Quantized models and legalization pass

Hi @FrozenGene, @anijain2305
I can confirm that this works :partying_face:! Very good! Now we can implement algorithms like QNNPack and let the tuner try them together! Thanks both guys!

As for the API change, I agree with @FrozenGene that maybe it would be cleaner adding tinfos to the qnn_conv2d_legalize signature.
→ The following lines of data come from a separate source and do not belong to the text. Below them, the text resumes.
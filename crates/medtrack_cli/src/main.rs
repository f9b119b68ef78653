//! Operator CLI over the tracker facade.
//!
//! # Responsibility
//! - Run read-only smoke checks against a real database file.
//! - Print results as JSON so scripts can consume them.

use chrono::{Local, NaiveDate, NaiveTime};
use clap::{Parser, Subcommand};
use log::error;
use medtrack_core::model::schedule::format_clock;
use medtrack_core::{
    core_version, init_from_config, AdherenceQuery, MedicineId, MedicineQuery, MedicineTracker,
    TrackerConfig, TrackerError,
};
use serde_json::json;
use std::error::Error;
use std::fmt::{Display, Formatter};
use std::path::PathBuf;
use std::process::ExitCode;

#[derive(Parser)]
#[command(name = "medtrack")]
#[command(about = "Household medicine tracking diagnostics", long_about = None)]
struct Cli {
    #[command(subcommand)]
    command: Commands,

    /// Override the database path
    #[arg(long, global = true)]
    db: Option<PathBuf>,

    /// Write rolling logs to this absolute directory
    #[arg(long, global = true)]
    log_dir: Option<PathBuf>,
}

#[derive(Subcommand)]
enum Commands {
    /// Print core version and current store version
    Version,

    /// List doses that are due or missed
    Pending {
        /// Day to evaluate (YYYY-MM-DD), defaults to today
        #[arg(long)]
        date: Option<NaiveDate>,

        /// Wall-clock time (HH:MM), defaults to now
        #[arg(long, value_parser = parse_time)]
        time: Option<NaiveTime>,
    },

    /// Dose counts for one day
    Summary {
        #[arg(long)]
        date: Option<NaiveDate>,

        #[arg(long, value_parser = parse_time)]
        time: Option<NaiveTime>,
    },

    /// Adherence report over a date range
    Stats {
        #[arg(long)]
        start: Option<NaiveDate>,

        #[arg(long)]
        end: Option<NaiveDate>,

        #[arg(long)]
        medicine: Option<MedicineId>,
    },

    /// Medicines at or below their low-stock threshold
    LowStock,

    /// List medicines by name
    Medicines {
        #[arg(long)]
        include_inactive: bool,

        #[arg(long, default_value_t = 1)]
        page: u32,

        #[arg(long, default_value_t = 20)]
        per_page: u32,
    },
}

/// Failure of one CLI run.
#[derive(Debug)]
enum CliError {
    Tracker(TrackerError),
    /// Result could not be rendered as JSON.
    Render(serde_json::Error),
}

impl CliError {
    fn code(&self) -> &'static str {
        match self {
            Self::Tracker(err) => err.code(),
            Self::Render(_) => "OUTPUT_ERROR",
        }
    }
}

impl Display for CliError {
    fn fmt(&self, f: &mut Formatter<'_>) -> std::fmt::Result {
        match self {
            Self::Tracker(err) => write!(f, "{err}"),
            Self::Render(err) => write!(f, "failed to render output: {err}"),
        }
    }
}

impl Error for CliError {
    fn source(&self) -> Option<&(dyn Error + 'static)> {
        match self {
            Self::Tracker(err) => Some(err),
            Self::Render(err) => Some(err),
        }
    }
}

impl From<TrackerError> for CliError {
    fn from(value: TrackerError) -> Self {
        Self::Tracker(value)
    }
}

impl From<serde_json::Error> for CliError {
    fn from(value: serde_json::Error) -> Self {
        Self::Render(value)
    }
}

fn parse_time(value: &str) -> Result<NaiveTime, String> {
    NaiveTime::parse_from_str(value, "%H:%M")
        .map_err(|err| format!("expected HH:MM, got `{value}`: {err}"))
}

fn main() -> ExitCode {
    let cli = Cli::parse();
    match run(cli) {
        Ok(output) => {
            println!("{output}");
            ExitCode::SUCCESS
        }
        Err(err) => {
            error!(
                "event=cli_run module=cli status=error error_code={}",
                err.code()
            );
            let body = json!({ "error": err.code(), "message": err.to_string() });
            eprintln!("{body}");
            ExitCode::FAILURE
        }
    }
}

fn run(cli: Cli) -> Result<String, CliError> {
    let mut config = TrackerConfig::load().map_err(TrackerError::from)?;
    if let Some(db) = cli.db {
        config.storage.db_path = db;
    }
    if let Some(dir) = cli.log_dir {
        config.logging.dir = Some(dir);
    }
    if config.logging.dir.is_some() {
        init_from_config(&config.logging).map_err(TrackerError::Config)?;
    }

    let tracker = MedicineTracker::from_config(&config)?;
    let now = Local::now().naive_local();

    let value = match cli.command {
        Commands::Version => {
            let windows: serde_json::Map<String, serde_json::Value> = tracker
                .time_windows()?
                .iter()
                .map(|(window, bounds)| {
                    let range = format!(
                        "{}-{}",
                        format_clock(bounds.start_minute),
                        format_clock(bounds.end_minute)
                    );
                    (window.code().to_string(), serde_json::Value::String(range))
                })
                .collect();
            json!({
                "core_version": core_version(),
                "store_version": tracker.current_version()?,
                "db_path": config.storage.db_path,
                "windows": windows,
            })
        }
        Commands::Pending { date, time } => {
            let doses = tracker.get_pending_doses(
                date.unwrap_or(now.date()),
                time.unwrap_or(now.time()),
            )?;
            to_json(&doses)?
        }
        Commands::Summary { date, time } => {
            let summary = tracker.get_today_summary(
                date.unwrap_or(now.date()),
                time.unwrap_or(now.time()),
            )?;
            to_json(&summary)?
        }
        Commands::Stats {
            start,
            end,
            medicine,
        } => {
            let report = tracker.get_adherence_stats(&AdherenceQuery {
                start_date: start,
                end_date: end,
                medicine_id: medicine,
            })?;
            to_json(&report)?
        }
        Commands::LowStock => to_json(&tracker.list_low_stock()?)?,
        Commands::Medicines {
            include_inactive,
            page,
            per_page,
        } => {
            let page = tracker.list_medicines(&MedicineQuery {
                include_inactive,
                page,
                per_page,
                ..MedicineQuery::default()
            })?;
            to_json(&page)?
        }
    };

    Ok(serde_json::to_string_pretty(&value)?)
}

fn to_json<T: serde::Serialize>(value: &T) -> Result<serde_json::Value, CliError> {
    Ok(serde_json::to_value(value)?)
}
I have a related question, that I always meant to ask: in conv2d_alter_layout, we don’t execute the function if the current configuration is a Fallback. Do you guys know why? And also, what should the behavior be in legalize? I am referring to this code:

    _, outs = relay.backend.compile_engine.select_implementation(
        relay.op.get("nn.conv2d"), attrs, tinfos, out_type, target
    )
    workload = autotvm.task.get_workload(outs)
    if workload is None:
        # The best implementation is not an AutoTVM template,
        # we then assume it's not necessary to alter this op.
        return None
    cfg = dispatch_ctx.query(target, workload)
    if cfg.is_fallback:  # if is fallback, clear query cache and return None
        autotvm.task.clear_fallback_cache(target, workload)
        return None

    topi_tmpl = workload[0]

In theory, we could gather topi_tmpl directly from the first parameter returned by relay.backend.compile_engine.select_implementation. But instead, in conv2d_alter_layout we query the dispatch_ctx for the current configuration and, if it is a Fallback, we return None. To sum up the follow-up questions are:

  • Why this behavior is there?
  • What should we do in legalize? Simply return back a default legalization?

Thanks once more for your help!